Budgeting for Conservative Credibility

Rick Perlstein's picture

President Bush's newly proposed budget is, of course, insane—not the blueprint of a budget for a civilized nation at all.

It would cut home heating assistance for poor families by 22 percent, and Amtrak rail service by over a third (remember, back about ten years ago, when the train route you take ran about twice as often?). One key job-training program—Employment Service/One-Stop Career Centers—would collapse by a factory of nearly 12: from $820 million in FY 2007 to $69 million for fiscal year 2009. Anti-poverty Community Service Block Grants? Gone, gone, gone. State and local economic development? In 2006, HUD's Community Development Fund created over 55,000 jobs.
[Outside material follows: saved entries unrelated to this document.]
//! Money and placeholder tokenization over the document tree.
//!
//! Word-processor exports routinely split a dollar sign from its digits
//! across nested formatting runs, so detection happens in two passes: the
//! common same-run case, then a bounded look-ahead across sibling runs.

use once_cell::sync::Lazy;
use pv_core::Money;
use pv_dom::DomTree;
use pv_dom::NodeId;
use regex::Regex;

/// Sibling look-ahead window for split symbol/digit runs.
const SPLIT_WINDOW_SIBLINGS: usize = 6;
const SPLIT_WINDOW_CHARS: usize = 120;

static INLINE_MONEY: Lazy<Regex> = Lazy::new(|| {
    Regex::new(r"\$\s*([0-9][0-9,]*(?:\.[0-9]{1,2})?)").unwrap_or_else(|_| unreachable!())
});

static LEADING_AMOUNT: Lazy<Regex> = Lazy::new(|| {
    Regex::new(r"^\s*([0-9][0-9,]*(?:\.[0-9]{1,2})?)").unwrap_or_else(|_| unreachable!())
});

/// Where a detected amount lives in the tree.
#[derive(Debug, Clone, Copy, PartialEq, Eq)]
pub enum MoneySpan {
    /// Symbol and digits inside one text run; byte offsets into that run.
    Inline {
        node: NodeId,
        start: usize,
        end: usize,
    },
    /// Symbol at the tail of one run, digits in later sibling runs. The
    /// children `[start_child, end_child)` of `parent` cover symbol and
    /// digits together.
    Split {
        parent: NodeId,
        start_child: usize,
        end_child: usize,
        /// When the final child is a text run with prose after the digits,
        /// the byte offset where the amount ends inside that run.
        end_offset: Option<usize>,
    },
}

#[derive(Debug, Clone, Copy, PartialEq, Eq)]
pub struct MoneyMatch {
    pub span: MoneySpan,
    pub amount: Money,
}

/// Destination for a recomputed total.
#[derive(Debug, Clone, Copy, PartialEq, Eq, Hash, PartialOrd, Ord)]
pub enum TotalKind {
    Final,
    Roofing,
    Siding,
    Decking,
}

impl TotalKind {
    pub fn as_str(self) -> &'static str {
        match self {
            TotalKind::Final => "final",
            TotalKind::Roofing => "roofing",
            TotalKind::Siding => "siding",
            TotalKind::Decking => "decking",
        }
    }

    pub fn from_str(input: &str) -> Option<TotalKind> {
        match input {
            "final" => Some(TotalKind::Final),
            "roofing" => Some(TotalKind::Roofing),
            "siding" => Some(TotalKind::Siding),
            "decking" => Some(TotalKind::Decking),
            _ => None,
        }
    }
}

/// A detected total-by-category label; the injector pairs each with a
/// dedicated display node.
#[derive(Debug, Clone, Copy, PartialEq, Eq)]
pub struct PlaceholderMatch {
    /// Text node holding the label phrase.
    pub node: NodeId,
    pub kind: TotalKind,
}

/// Ordered scan of the subtree for dollar amounts.
pub fn scan_money(tree: &DomTree, from: NodeId) -> Vec<MoneyMatch> {
    let mut out = Vec::new();
    for id in tree.walk(from) {
        let Some(text) = tree.text(id) else {
            continue;
        };
        scan_inline(tree, id, text, &mut out);
        scan_split(tree, id, text, &mut out);
    }
    out
}

fn scan_inline(_tree: &DomTree, id: NodeId, text: &str, out: &mut Vec<MoneyMatch>) {
    for captures in INLINE_MONEY.captures_iter(text) {
        let Some(whole) = captures.get(0) else {
            continue;
        };
        let Some(digits) = captures.get(1) else {
            continue;
        };
        if letter_follows(text, digits.end()) {
            continue;
        }
        let Some(amount) = Money::parse(digits.as_str()) else {
            continue;
        };
        if !amount.is_positive() {
            continue;
        }
        out.push(MoneyMatch {
            span: MoneySpan::Inline {
                node: id,
                start: whole.start(),
                end: digits.end(),
            },
            amount,
        });
    }
}

fn scan_split(tree: &DomTree, id: NodeId, text: &str, out: &mut Vec<MoneyMatch>) {
    // Only a run that ends with a dangling `$` starts a split match.
    let Some(symbol_offset) = text.rfind('$') else {
        return;
    };
    if text[symbol_offset + 1..].chars().any(|ch| ch.is_ascii_digit()) {
        return;
    }
    if !text[symbol_offset + 1..].trim().is_empty() {
        return;
    }

    // Climb out of formatting wrappers until something follows the symbol.
    // A block boundary with nothing after the `$` ends the search.
    let mut carrier = id;
    let (parent, index) = loop {
        let Some(parent) = tree.parent(carrier) else {
            return;
        };
        let Some(index) = tree.index_in_parent(carrier) else {
            return;
        };
        if index + 1 < tree.children(parent).len() {
            break (parent, index);
        }
        if is_block_tag(tree.tag(parent).unwrap_or("")) {
            return;
        }
        carrier = parent;
    };

    // Tag-stripped concatenation of a bounded window of following runs.
    let siblings = tree.children(parent);
    let mut window = String::new();
    let mut boundaries = Vec::new();
    for sibling in siblings
        .iter()
        .skip(index + 1)
        .take(SPLIT_WINDOW_SIBLINGS)
    {
        window.push_str(&tree.text_content(*sibling));
        boundaries.push(window.len());
        if window.len() >= SPLIT_WINDOW_CHARS {
            break;
        }
    }

    let Some(captures) = LEADING_AMOUNT.captures(&window) else {
        return;
    };
    let Some(digits) = captures.get(1) else {
        return;
    };
    if letter_follows(&window, digits.end()) {
        return;
    }
    let Some(amount) = Money::parse(digits.as_str()) else {
        return;
    };
    if !amount.is_positive() {
        return;
    }

    let consumed = boundaries
        .iter()
        .position(|boundary| *boundary >= digits.end())
        .map(|position| position + 1)
        .unwrap_or(boundaries.len());

    // Prose trailing the digits in the last consumed run must stay outside
    // the eventual wrapper; element runs cannot be split this way.
    let tail_start = if consumed >= 2 { boundaries[consumed - 2] } else { 0 };
    let offset_in_last = digits.end() - tail_start;
    let last_child = siblings[index + consumed];
    let end_offset = match tree.text(last_child) {
        Some(last_text) if offset_in_last < last_text.len() => Some(offset_in_last),
        _ => None,
    };

    out.push(MoneyMatch {
        span: MoneySpan::Split {
            parent,
            start_child: index,
            end_child: index + 1 + consumed,
            end_offset,
        },
        amount,
    });
}

fn is_block_tag(tag: &str) -> bool {
    matches!(
        tag,
        "document"
            | "body"
            | "div"
            | "p"
            | "td"
            | "th"
            | "tr"
            | "table"
            | "li"
            | "ul"
            | "ol"
            | "section"
    )
}

/// Rejects amounts embedded in descriptive text such as unit specs
/// (`$12x14`, `$16d`). Only the character directly after the digits
/// disqualifies; a following word after whitespace does not.
fn letter_follows(text: &str, from: usize) -> bool {
    text[from..]
        .chars()
        .next()
        .is_some_and(|ch| ch.is_alphabetic())
}

const FINAL_TOTAL_LABELS: [&str; 3] = ["grand total", "total investment", "total proposal"];

/// Scans text runs for total-by-category marker labels.
pub fn scan_placeholders(tree: &DomTree, from: NodeId) -> Vec<PlaceholderMatch> {
    let mut out = Vec::new();
    for id in tree.walk(from) {
        let Some(text) = tree.text(id) else {
            continue;
        };
        let lower = text.to_ascii_lowercase();
        let kind = if FINAL_TOTAL_LABELS.iter().any(|label| lower.contains(label)) {
            Some(TotalKind::Final)
        } else if lower.contains("roofing total") {
            Some(TotalKind::Roofing)
        } else if lower.contains("siding total") {
            Some(TotalKind::Siding)
        } else if lower.contains("decking total") {
            Some(TotalKind::Decking)
        } else {
            None
        };
        if let Some(kind) = kind {
            out.push(PlaceholderMatch { node: id, kind });
        }
    }
    out
}

#[cfg(test)]
mod tests {
    use super::MoneySpan;
    use super::TotalKind;
    use super::scan_money;
    use super::scan_placeholders;
    use pv_core::Money;
    use pv_markup::parse_document;

    #[test]
    fn detects_inline_amounts_with_grouping() {
        let tree = parse_document("<td>Asphalt roof installed $3,600.00 complete</td>");
        let matches = scan_money(&tree, tree.root());
        assert_eq!(matches.len(), 1);
        assert_eq!(matches[0].amount, Money::from_cents(360_000));
        assert!(matches!(matches[0].span, MoneySpan::Inline { .. }));
    }

    #[test]
    fn rejects_amount_followed_by_letter() {
        let tree = parse_document("<td>use $12x14 lumber</td>");
        assert!(scan_money(&tree, tree.root()).is_empty());
    }

    #[test]
    fn ignores_bare_numbers_without_symbol() {
        let tree = parse_document("<td>5/8 plywood, 16 on center</td>");
        assert!(scan_money(&tree, tree.root()).is_empty());
    }

    #[test]
    fn detects_amount_split_across_formatting_runs() {
        let tree =
            parse_document("<td><span>Total: $</span><span><b>3,600.00</b></span></td>");
        let matches = scan_money(&tree, tree.root());
        assert_eq!(matches.len(), 1);
        assert_eq!(matches[0].amount, Money::from_cents(360_000));
        match matches[0].span {
            MoneySpan::Split {
                parent,
                start_child,
                end_child,
                end_offset,
            } => {
                assert_eq!(tree.tag(parent), Some("td"));
                assert_eq!(start_child, 0);
                assert_eq!(end_child, 2);
                assert_eq!(end_offset, None);
            }
            MoneySpan::Inline { .. } => unreachable!(),
        }
    }

    #[test]
    fn split_match_ends_before_trailing_prose() {
        let tree = parse_document("<td><span>Total due: $</span>3,600.00 installed</td>");
        let matches = scan_money(&tree, tree.root());
        assert_eq!(matches.len(), 1);
        assert_eq!(matches[0].amount, Money::from_cents(360_000));
        match matches[0].span {
            MoneySpan::Split { end_offset, .. } => {
                assert_eq!(end_offset, Some("3,600.00".len()));
            }
            MoneySpan::Inline { .. } => unreachable!(),
        }
    }

    #[test]
    fn split_scan_stops_at_block_boundaries() {
        let tree = parse_document("<tr><td>deposit $</td><td>3,600.00</td></tr>");
        assert!(scan_money(&tree, tree.root()).is_empty());
    }

    #[test]
    fn split_scan_rejects_letter_after_digits() {
        let tree = parse_document("<td><span>$</span><span>16d nails</span></td>");
        assert!(scan_money(&tree, tree.root()).is_empty());
    }

    #[test]
    fn zero_amounts_are_not_matches() {
        let tree = parse_document("<td>$0.00 due today</td>");
        assert!(scan_money(&tree, tree.root()).is_empty());
    }

    #[test]
    fn finds_total_labels_by_category() {
        let tree = parse_document(
            "<p>Roofing Total</p><p>Grand Total</p><p>nothing here</p>",
        );
        let placeholders = scan_placeholders(&tree, tree.root());
        let kinds: Vec<TotalKind> = placeholders.iter().map(|p| p.kind).collect();
        assert_eq!(kinds, vec![TotalKind::Roofing, TotalKind::Final]);
    }
}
Bush wants to cut it by almost a billion dollars.

Medicare and Medicaid? Down $200 billion over five years. Teaching hospitals? We don't need no stinking teaching hospitals. He's cutting their funding too, as part of a $2 billion dollar hack into the Health and Human Services Department's budget. Veterans would pay higher co-pays under Bushbudget '09, which would also eliminate 47 education programs.

Then it starts getting nutty.

It would end the Supplemental Educational Opportunity Grants Program, which helps college students with exceptional financial need. It would end Perkins Loans, the best student loan program extant. It would end assistance for local police forces who want to train their cops in community policing. It would cut Homeland Security grants to state an local governments by a billion dollars.

(The Senate Majority Leader's office has a handsome rundown of these facts here.)

Madness. But got to close that budget deficit, right?

Not quite. Actually, Bush's budget produces record deficits. According to the Wall Street Journal, under Bush's glide-path to ruin, "The federal budget deficit will soar to near-record levels in fiscal 2008 and 2009, the Bush administration said Monday in its $3.1 trillion budget request, a surge in red ink attributable to cooling corporate tax receipts and the cost of a short-term economic stimulus package. The White House expects the deficit to reach $410 billion in the current fiscal year, just short of the record set four years ago. In fiscal 2009, which begins in October, the budget gap is seen at $407 billion.”

And it calls for $12 trillion more debt by 2013.

That's because, in part, as Isaiah J. Poole documented the other day, Dubya proposes the most military spending since Dubya Dubya II. What's more, that doesn't even count Iraq and Afghanistan: notes the Times, “War-fighting supplement spending measures are outside the base Pentagon budget, an issue that has angered some in Congress. Pentagon officials have proposed a $70 billion special war budget just to carry on operations from Oct. 1, the start of the fiscal year, into the early months of the next presidency. Another supplemental spending proposal is expected before October, but after Gen. David H. Petraeus, the senior commander in Iraq, reports to Congress on his recommendations for troop levels through the end of 2008.”

What the hell's going on here? Is this any way for a president with his eye on his legacy in the history books to behave?

It is, if you're a conservative.

With righties braying on talk radio every day how Bush has "betrayed" the Reagan legacy—by, say, supposedly proposing amnesty for undocumented immigrants; never mind that Reagan actually implemented amnesty for undocumented immigrants—our president, marinated in the movement that has taken over the Republican Party, can only be assured of some last-gasp respect in their eyes by going out pledging fealty to the undying conservative project: proving government cannot possibly be humane and effective.

Of course, nothing George Bush tries even works, so he's still sure to go down in the rights' annals as a terrible conservative. The question is, how much civilization can he bring down around our ears in his desperate last-ditch attempt?